Taking place at the beautiful Sogakope beach resort located in the Volta region of Ghana, the Flourish retreat is one strand of the AWDF Flourish Project aimed at strengthening feminist organizing across Africa, a partner project of the NOVO Foundation’s Radical Hope Fund. Built deliberately around African healing philosophy and practices, the Flourish facilitators used a plethora of tools — art, chakras for emotional, spiritual and physical wellbeing, breathing exercises, affirmations, dancing, aromatherapy, meditation, moon rituals, yoga, poetry and creative writing, individual and group reflection sessions, journaling, theatre and counselling sessions.
The NoVo Foundation launched the Radical Hope Fund in July 2017 with a global call for projects grounded in new partnerships, bold experimentation, and a deep commitment to social justice. The vision of Radical Hope is to create spaces for dreaming new possibilities, experimenting with new collaborations and developing new, creative strategies to overcome structural failures. AWDF’s Flourish Project was one of 19 initiatives selected to support this vision on the continent.
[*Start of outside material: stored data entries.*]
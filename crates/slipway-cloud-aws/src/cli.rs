//! aws CLI wrapper
//!
//! Wraps the `aws rds` CLI commands used by the Aurora workflows. Every
//! call is scoped to one region and requests JSON output.

use crate::error::{AwsError, Result};
use serde::{Deserialize, Serialize};
use std::process::Stdio;
use tokio::process::Command;

/// Environment variable overriding the aws binary.
pub const AWS_BIN_ENV: &str = "SLIPWAY_AWS";

pub(crate) fn aws_bin() -> String {
    std::env::var(AWS_BIN_ENV).unwrap_or_else(|_| "aws".to_string())
}

/// aws CLI wrapper, scoped to one region.
pub struct RdsCli {
    region: String,
    bin: String,
}

impl RdsCli {
    pub fn new(region: impl Into<String>) -> Self {
        Self {
            region: region.into(),
            bin: aws_bin(),
        }
    }

    pub fn with_bin(mut self, bin: impl Into<String>) -> Self {
        self.bin = bin.into();
        self
    }

    /// Check that the aws CLI is installed.
    pub async fn check_cli(&self) -> Result<()> {
        let which = Command::new("which").arg(&self.bin).output().await?;

        if !which.status.success() {
            return Err(AwsError::AwsCliNotFound);
        }

        Ok(())
    }

    /// Run an `aws rds` subcommand and return stdout.
    async fn run_command(&self, args: &[&str]) -> Result<String> {
        let mut cmd = Command::new(&self.bin);
        cmd.arg("rds");
        cmd.args(args);
        cmd.arg("--region").arg(&self.region);
        cmd.args(["--output", "json"]);
        cmd.stdout(Stdio::piped());
        cmd.stderr(Stdio::piped());

        tracing::debug!(
            "Running: aws rds {} --region {} --output json",
            args.join(" "),
            self.region
        );

        let output = cmd.output().await?;

        if !output.status.success() {
            let stderr = String::from_utf8_lossy(&output.stderr);
            return Err(AwsError::CommandFailed(stderr.trim().to_string()));
        }

        Ok(String::from_utf8_lossy(&output.stdout).to_string())
    }

    /// Describe one cluster. A missing cluster is `None`, not an error.
    pub async fn describe_cluster(&self, name: &str) -> Result<Option<ClusterInfo>> {
        let output = self
            .run_command(&["describe-db-clusters", "--db-cluster-identifier", name])
            .await;

        let output = match output {
            Ok(output) => output,
            Err(AwsError::CommandFailed(stderr)) if stderr.contains("DBClusterNotFound") => {
                return Ok(None);
            }
            Err(e) => return Err(e),
        };

        let response: DescribeClustersResponse = serde_json::from_str(&output)?;
        Ok(response.clusters.into_iter().next())
    }

    /// Describe one instance. A missing instance is `None`.
    pub async fn describe_instance(&self, id: &str) -> Result<Option<InstanceInfo>> {
        let output = self
            .run_command(&["describe-db-instances", "--db-instance-identifier", id])
            .await;

        let output = match output {
            Ok(output) => output,
            Err(AwsError::CommandFailed(stderr)) if stderr.contains("DBInstanceNotFound") => {
                return Ok(None);
            }
            Err(e) => return Err(e),
        };

        let response: DescribeInstancesResponse = serde_json::from_str(&output)?;
        Ok(response.instances.into_iter().next())
    }

    /// Delete an instance without a final snapshot.
    pub async fn delete_instance(&self, id: &str) -> Result<()> {
        self.run_command(&[
            "delete-db-instance",
            "--db-instance-identifier",
            id,
            "--skip-final-snapshot",
        ])
        .await?;
        Ok(())
    }

    /// Delete a cluster without a final snapshot.
    pub async fn delete_cluster(&self, name: &str) -> Result<()> {
        self.run_command(&[
            "delete-db-cluster",
            "--db-cluster-identifier",
            name,
            "--skip-final-snapshot",
        ])
        .await?;
        Ok(())
    }

    /// Restore a cluster from a source cluster to a point in time.
    pub async fn restore_cluster_to_point_in_time(
        &self,
        source: &str,
        target: &str,
        restore_time: &str,
        subnet_group: &str,
        security_group: &str,
        parameter_group: &str,
    ) -> Result<()> {
        self.run_command(&[
            "restore-db-cluster-to-point-in-time",
            "--db-cluster-identifier",
            target,
            "--restore-type",
            "full-copy",
            "--source-db-cluster-identifier",
            source,
            "--restore-to-time",
            restore_time,
            "--db-subnet-group-name",
            subnet_group,
            "--vpc-security-group-ids",
            security_group,
            "--db-cluster-parameter-group-name",
            parameter_group,
        ])
        .await?;
        Ok(())
    }

    /// Create an instance inside a cluster.
    pub async fn create_instance(
        &self,
        cluster: &str,
        instance_id: &str,
        engine: &str,
        instance_class: &str,
    ) -> Result<()> {
        self.run_command(&[
            "create-db-instance",
            "--db-cluster-identifier",
            cluster,
            "--db-instance-identifier",
            instance_id,
            "--engine",
            engine,
            "--db-instance-class",
            instance_class,
        ])
        .await?;
        Ok(())
    }
}

#[derive(Debug, Clone, Serialize, Deserialize)]
struct DescribeClustersResponse {
    #[serde(rename = "DBClusters", default)]
    clusters: Vec<ClusterInfo>,
}

/// Cluster details from `describe-db-clusters`.
#[derive(Debug, Clone, Serialize, Deserialize)]
pub struct ClusterInfo {
    #[serde(rename = "DBClusterIdentifier")]
    pub id: String,

    #[serde(rename = "Status")]
    pub status: Option<String>,

    #[serde(rename = "Endpoint")]
    pub endpoint: Option<String>,

    #[serde(rename = "DBClusterMembers", default)]
    pub members: Vec<ClusterMember>,
}

#[derive(Debug, Clone, Serialize, Deserialize)]
pub struct ClusterMember {
    #[serde(rename = "DBInstanceIdentifier")]
    pub instance_id: String,
}

#[derive(Debug, Clone, Serialize, Deserialize)]
struct DescribeInstancesResponse {
    #[serde(rename = "DBInstances", default)]
    instances: Vec<InstanceInfo>,
}

/// Instance details from `describe-db-instances`.
#[derive(Debug, Clone, Serialize, Deserialize)]
pub struct InstanceInfo {
    #[serde(rename = "DBInstanceIdentifier")]
    pub id: String,

    #[serde(rename = "DBInstanceStatus")]
    pub status: Option<String>,
}

impl InstanceInfo {
    /// Whether the instance is ready to serve connections.
    pub fn is_available(&self) -> bool {
        self.status.as_deref() == Some("available")
    }
}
Using a transforming, feminist approach, the Flourish retreat created a dynamic healing space for 20 African feminists. These were women working on the frontlines of VAW prevention in the fields of sex work, women living with HIV, running rape crisis centres, healing and feminist movement building.
In an interview, Jessica Horn, Director of Programmes at AWDF, speaks about healing, the AWDF Flourish retreat and her vision for what the retreat could do within the African feminist movement. Jessica is a writer and political commentator, co-founder of AIR. She curates open mics where people explore the concept of Revolutionary Love and also acted as a Flourish Facilitator at the inaugural Flourish Retreat.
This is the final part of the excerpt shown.